- **Task requirements**
Only one portion of the data is to be written out: from the line bearing "use tracing::info;" through the line bearing "let mut pool_options". Write it exactly as it appears.

- **Exercise data**
//! Main application router.

use crate::{
    controllers::{health_controller, jobs_controller, ws_controller},
    middleware::logging_middleware,
    state::AppState,
};
use axum::{http::HeaderValue, middleware, routing::get, Router};
use jobline_config::ServerConfig;
use tower_http::{
    compression::CompressionLayer,
    cors::{AllowOrigin, Any, CorsLayer},
    request_id::{MakeRequestUuid, PropagateRequestIdLayer, SetRequestIdLayer},
    timeout::TimeoutLayer,
    trace::TraceLayer,
};
use tracing::{info, warn};

/// Creates the main application router.
pub fn create_router(state: AppState, server_config: &ServerConfig) -> Router {
    let cors = create_cors_layer(server_config);

    let api_router = jobs_controller::router(server_config.max_upload_bytes);

    let router = Router::new()
        // Health endpoints
        .merge(health_controller::router())
        // Job snapshot feed
        .merge(ws_controller::router())
        .nest("/api", api_router)
        .route("/", get(root))
        .with_state(state)
        .layer(TimeoutLayer::new(server_config.request_timeout()))
        .layer(CompressionLayer::new())
        .layer(cors)
        .layer(PropagateRequestIdLayer::x_request_id())
        .layer(TraceLayer::new_for_http())
        .layer(SetRequestIdLayer::x_request_id(MakeRequestUuid))
        .layer(middleware::from_fn(logging_middleware));

    info!("Router created with job endpoints under /api and snapshot feed at /ws");
    router
}

/// Creates a CORS layer based on server configuration.
fn create_cors_layer(server_config: &ServerConfig) -> CorsLayer {
    if !server_config.cors_enabled {
        return CorsLayer::new();
    }

    if server_config.cors_origins.iter().any(|origin| origin == "*") {
        return CorsLayer::permissive();
    }

    let origins: Vec<HeaderValue> = server_config
        .cors_origins
        .iter()
        .filter_map(|origin| match HeaderValue::from_str(origin) {
            Ok(value) => Some(value),
            Err(_) => {
                warn!(origin = %origin, "Ignoring invalid CORS origin");
                None
            }
        })
        .collect();

    CorsLayer::new()
        .allow_origin(AllowOrigin::list(origins))
        .allow_methods(Any)
        .allow_headers(Any)
}

/// Root endpoint handler.
async fn root() -> &'static str {
    "Jobline API"
}

#[cfg(test)]
mod tests {
    use super::*;
    use axum::{
        body::Body,
        http::{header, Request, StatusCode},
    };
    use http_body_util::BodyExt;
    use jobline_engine::{
        EngineConfig, InMemoryJobStore, JobEngine, JobLifecycle, SimulatedWorkUnit,
    };
    use serde_json::{json, Value};
    use std::sync::Arc;
    use std::time::Duration;
    use tower::ServiceExt;

    /// Engine whose jobs stay in flight for the duration of a test.
    fn slow_engine() -> JobEngine {
        let work = SimulatedWorkUnit::new(50, Duration::from_secs(60), 1.0);
        JobEngine::new(
            Arc::new(InMemoryJobStore::new()),
            Arc::new(work),
            &EngineConfig::default(),
        )
        .unwrap()
    }

    fn app(engine: JobEngine) -> Router {
        create_router(AppState::new(engine), &ServerConfig::default())
    }

    async fn send(app: &Router, request: Request<Body>) -> (StatusCode, Value) {
        let response = app.clone().oneshot(request).await.unwrap();
        let status = response.status();
        let bytes = response.into_body().collect().await.unwrap().to_bytes();
        let body = if bytes.is_empty() {
            Value::Null
        } else {
            serde_json::from_slice(&bytes).unwrap()
        };
        (status, body)
    }

    fn post_json(uri: &str, body: Value) -> Request<Body> {
        Request::builder()
            .method("POST")
            .uri(uri)
            .header(header::CONTENT_TYPE, "application/json")
            .body(Body::from(body.to_string()))
            .unwrap()
    }

    fn post(uri: &str) -> Request<Body> {
        Request::builder()
            .method("POST")
            .uri(uri)
            .body(Body::empty())
            .unwrap()
    }

    fn get(uri: &str) -> Request<Body> {
        Request::builder().uri(uri).body(Body::empty()).unwrap()
    }

    fn multipart(files: &[(&str, Option<&str>)]) -> Request<Body> {
        let boundary = "jobline-test-boundary";
        let mut body = String::new();
        for (name, filename) in files {
            body.push_str(&format!("--{boundary}\r\n"));
            match filename {
                Some(filename) => body.push_str(&format!(
                    "Content-Disposition: form-data; name=\"{name}\"; filename=\"{filename}\"\r\n\
                     Content-Type: text/csv\r\n\r\nid,value\r\n1,2\r\n"
                )),
                None => body.push_str(&format!(
                    "Content-Disposition: form-data; name=\"{name}\"\r\n\r\nplain\r\n"
                )),
            }
        }
        body.push_str(&format!("--{boundary}--\r\n"));

        Request::builder()
            .method("POST")
            .uri("/api/jobs/upload")
            .header(
                header::CONTENT_TYPE,
                format!("multipart/form-data; boundary={boundary}"),
            )
            .body(Body::from(body))
            .unwrap()
    }

    async fn submit(app: &Router) -> String {
        let request = post_json("/api/jobs", json!({ "inputs": ["a.txt"] }));
        let (status, body) = send(app, request).await;
        assert_eq!(status, StatusCode::CREATED);
        body["data"]["id"].as_str().unwrap().to_string()
    }

    #[tokio::test]
    async fn test_health_endpoints() {
        let engine = slow_engine();
        let app = app(engine.clone());

        let (status, body) = send(&app, get("/health")).await;
        assert_eq!(status, StatusCode::OK);
        assert_eq!(body["status"], "healthy");

        let (status, _) = send(&app, get("/live")).await;
        assert_eq!(status, StatusCode::OK);

        let (status, _) = send(&app, get("/ready")).await;
        assert_eq!(status, StatusCode::OK);

        engine.shutdown().await;
        let (status, _) = send(&app, get("/ready")).await;
        assert_eq!(status, StatusCode::SERVICE_UNAVAILABLE);
    }

    #[tokio::test]
    async fn test_submit_returns_pending_snapshot() {
        let app = app(slow_engine());

        let (status, body) =
            send(&app, post_json("/api/jobs", json!({ "inputs": ["a.txt"] }))).await;

        assert_eq!(status, StatusCode::CREATED);
        assert_eq!(body["success"], true);
        assert_eq!(body["data"]["status"], "pending");
        assert_eq!(body["data"]["progress"], 0);
        assert_eq!(body["data"]["retry_count"], 0);
        assert_eq!(body["data"]["inputs"], json!(["a.txt"]));
    }

    #[tokio::test]
    async fn test_empty_submission_is_bad_request() {
        let engine = slow_engine();
        let app = app(engine.clone());

        let (status, body) = send(&app, post_json("/api/jobs", json!({ "inputs": [] }))).await;

        assert_eq!(status, StatusCode::BAD_REQUEST);
        assert_eq!(body["success"], false);
        assert_eq!(body["error"]["code"], "INVALID_INPUT");
        assert!(engine.list(None).await.unwrap().is_empty());
    }

    #[tokio::test]
    async fn test_get_and_list() {
        let app = app(slow_engine());
        let first = submit(&app).await;
        tokio::time::sleep(Duration::from_millis(5)).await;
        let second = submit(&app).await;

        let (status, body) = send(&app, get(&format!("/api/jobs/{first}"))).await;
        assert_eq!(status, StatusCode::OK);
        assert_eq!(body["data"]["id"], first.as_str());

        let (status, body) = send(&app, get("/api/jobs")).await;
        assert_eq!(status, StatusCode::OK);
        let ids: Vec<&str> = body["data"]
            .as_array()
            .unwrap()
            .iter()
            .map(|job| job["id"].as_str().unwrap())
            .collect();
        assert_eq!(ids, vec![second.as_str(), first.as_str()]);

        let (status, body) = send(&app, get("/api/jobs?status=completed")).await;
        assert_eq!(status, StatusCode::OK);
        assert!(body["data"].as_array().unwrap().is_empty());
    }

    #[tokio::test]
    async fn test_unknown_job_and_status() {
        let app = app(slow_engine());

        let (status, body) = send(&app, get("/api/jobs/does-not-exist")).await;
        assert_eq!(status, StatusCode::NOT_FOUND);
        assert_eq!(body["error"]["code"], "NOT_FOUND");

        let (status, body) = send(&app, get("/api/jobs?status=exploded")).await;
        assert_eq!(status, StatusCode::BAD_REQUEST);
        assert_eq!(body["error"]["code"], "INVALID_INPUT");
    }

    #[tokio::test]
    async fn test_cancel_then_cancel_again_conflicts() {
        let app = app(slow_engine());
        let id = submit(&app).await;

        let (status, body) = send(&app, post(&format!("/api/jobs/{id}/cancel"))).await;
        assert_eq!(status, StatusCode::OK);
        assert_eq!(body["data"]["status"], "cancelled");

        let (status, body) = send(&app, post(&format!("/api/jobs/{id}/cancel"))).await;
        assert_eq!(status, StatusCode::CONFLICT);
        assert_eq!(body["error"]["code"], "INVALID_STATE");
    }

    #[tokio::test]
    async fn test_retry_cancelled_job() {
        let app = app(slow_engine());
        let id = submit(&app).await;
        send(&app, post(&format!("/api/jobs/{id}/cancel"))).await;

        let (status, body) = send(&app, post(&format!("/api/jobs/{id}/retry"))).await;
        assert_eq!(status, StatusCode::OK);
        assert_eq!(body["data"]["status"], "pending");
        assert_eq!(body["data"]["retry_count"], 1);
    }

    #[tokio::test]
    async fn test_backoff_retry_is_accepted() {
        let app = app(slow_engine());
        let id = submit(&app).await;

        let (status, _) = send(&app, post(&format!("/api/jobs/{id}/retry/backoff"))).await;
        assert_eq!(status, StatusCode::CONFLICT);

        send(&app, post(&format!("/api/jobs/{id}/cancel"))).await;
        let (status, body) = send(&app, post(&format!("/api/jobs/{id}/retry/backoff"))).await;
        assert_eq!(status, StatusCode::ACCEPTED);
        assert_eq!(body["data"]["job_id"], id.as_str());
        assert_eq!(body["data"]["retry_count"], 0);
        assert_eq!(body["data"]["delay_secs"], 1.0);
        assert_eq!(body["data"]["already_scheduled"], false);

        let (_, body) = send(&app, post(&format!("/api/jobs/{id}/retry/backoff"))).await;
        assert_eq!(body["data"]["already_scheduled"], true);
    }

    #[tokio::test]
    async fn test_retry_failed_without_failures() {
        let app = app(slow_engine());
        submit(&app).await;

        let (status, body) = send(&app, post("/api/jobs/retry-failed")).await;
        assert_eq!(status, StatusCode::ACCEPTED);
        assert!(body["data"].as_array().unwrap().is_empty());
    }

    #[tokio::test]
    async fn test_upload_uses_filenames_as_inputs() {
        let app = app(slow_engine());

        let (status, body) = send(
            &app,
            multipart(&[
                ("files", Some("a.csv")),
                ("note", None),
                ("files", Some("b.csv")),
            ]),
        )
        .await;

        assert_eq!(status, StatusCode::CREATED);
        assert_eq!(body["data"]["inputs"], json!(["a.csv", "b.csv"]));
    }

    #[tokio::test]
    async fn test_upload_without_files_is_bad_request() {
        let app = app(slow_engine());

        let (status, body) = send(&app, multipart(&[("note", None)])).await;

        assert_eq!(status, StatusCode::BAD_REQUEST);
        assert_eq!(body["error"]["code"], "INVALID_INPUT");
    }

    #[tokio::test]
    async fn test_submit_after_shutdown_is_unavailable() {
        let engine = slow_engine();
        let app = app(engine.clone());
        engine.shutdown().await;

        let (status, body) =
            send(&app, post_json("/api/jobs", json!({ "inputs": ["a.txt"] }))).await;
        assert_eq!(status, StatusCode::SERVICE_UNAVAILABLE);
        assert_eq!(body["error"]["code"], "SHUTTING_DOWN");
    }
}
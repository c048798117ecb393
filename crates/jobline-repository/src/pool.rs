//! Database connection pool management.

use crate::storage_error;
use jobline_config::DatabaseConfig;
use jobline_engine::{JobError, JobResult};
use sqlx::sqlite::{SqliteConnectOptions, SqlitePool, SqlitePoolOptions};
use std::str::FromStr;
use tracing::info;

const SCHEMA: &str = r#"
CREATE TABLE IF NOT EXISTS jobs (
    id          TEXT PRIMARY KEY NOT NULL,
    inputs      TEXT NOT NULL,
    status      TEXT NOT NULL,
    progress    INTEGER NOT NULL DEFAULT 0,
    error       TEXT NULL,
    retry_count INTEGER NOT NULL DEFAULT 0,
    created_at  TEXT NOT NULL,
    updated_at  TEXT NOT NULL
);
CREATE INDEX IF NOT EXISTS idx_jobs_status ON jobs (status);
CREATE INDEX IF NOT EXISTS idx_jobs_created_at ON jobs (created_at);
"#;

/// Database pool wrapper.
#[derive(Clone)]
pub struct DatabasePool {
    pool: SqlitePool,
}

impl DatabasePool {
    /// Connects to SQLite and creates the schema if needed.
    ///
    /// In-memory databases are held on a single connection that never
    /// expires, since each connection would otherwise see its own database.
    pub async fn connect(config: &DatabaseConfig) -> JobResult<Self> {
        info!("Connecting to SQLite database...");

        if !config.url.starts_with("sqlite:") {
            return Err(JobError::Configuration(format!(
                "unsupported database URL: {}",
                config.url
            )));
        }

        let options = SqliteConnectOptions::from_str(&config.url)
            .map_err(|e| storage_error("Invalid database URL", e))?
            .create_if_missing(true);

        let in_memory = config.url.contains(":memory:") || config.url.contains("mode=memory");
        let mut pool_options =
            SqlitePoolOptions::new().acquire_timeout(config.connect_timeout());
        pool_options = if in_memory {
            pool_options
                .min_connections(1)
                .max_connections(1)
                .idle_timeout(None)
                .max_lifetime(None)
        } else {
            pool_options.max_connections(config.max_connections.max(1))
        };

        let pool = pool_options
            .connect_with(options)
            .await
            .map_err(|e| storage_error("Failed to connect", e))?;

        let pool = Self { pool };
        pool.ensure_schema().await?;
        info!(in_memory, "SQLite connection pool established");
        Ok(pool)
    }

    /// Returns a reference to the underlying pool.
    #[must_use]
    pub fn inner(&self) -> &SqlitePool {
        &self.pool
    }

    /// Checks if the database connection is healthy.
    pub async fn health_check(&self) -> JobResult<()> {
        sqlx::query("SELECT 1")
            .execute(&self.pool)
            .await
            .map_err(|e| storage_error("Health check failed", e))?;
        Ok(())
    }

    /// Closes the database pool.
    pub async fn close(&self) {
        info!("Closing database connection pool...");
        self.pool.close().await;
        info!("Database connection pool closed");
    }

    async fn ensure_schema(&self) -> JobResult<()> {
        sqlx::raw_sql(SCHEMA)
            .execute(&self.pool)
            .await
            .map_err(|e| storage_error("Schema creation failed", e))?;
        Ok(())
    }
}

/// Creates a database pool from configuration.
pub async fn create_pool(config: &DatabaseConfig) -> JobResult<DatabasePool> {
    DatabasePool::connect(config).await
}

- **Written solution**
use tracing::info;

const SCHEMA: &str = r#"
CREATE TABLE IF NOT EXISTS jobs (
    id          TEXT PRIMARY KEY NOT NULL,
    inputs      TEXT NOT NULL,
    status      TEXT NOT NULL,
    progress    INTEGER NOT NULL DEFAULT 0,
    error       TEXT NULL,
    retry_count INTEGER NOT NULL DEFAULT 0,
    created_at  TEXT NOT NULL,
    updated_at  TEXT NOT NULL
);
CREATE INDEX IF NOT EXISTS idx_jobs_status ON jobs (status);
CREATE INDEX IF NOT EXISTS idx_jobs_created_at ON jobs (created_at);
"#;

/// Database pool wrapper.
#[derive(Clone)]
pub struct DatabasePool {
    pool: SqlitePool,
}

impl DatabasePool {
    /// Connects to SQLite and creates the schema if needed.
    ///
    /// In-memory databases are held on a single connection that never
    /// expires, since each connection would otherwise see its own database.
    pub async fn connect(config: &DatabaseConfig) -> JobResult<Self> {
        info!("Connecting to SQLite database...");

        if !config.url.starts_with("sqlite:") {
            return Err(JobError::Configuration(format!(
                "unsupported database URL: {}",
                config.url
            )));
        }

        let options = SqliteConnectOptions::from_str(&config.url)
            .map_err(|e| storage_error("Invalid database URL", e))?
            .create_if_missing(true);

        let in_memory = config.url.contains(":memory:") || config.url.contains("mode=memory");
        let mut pool_options =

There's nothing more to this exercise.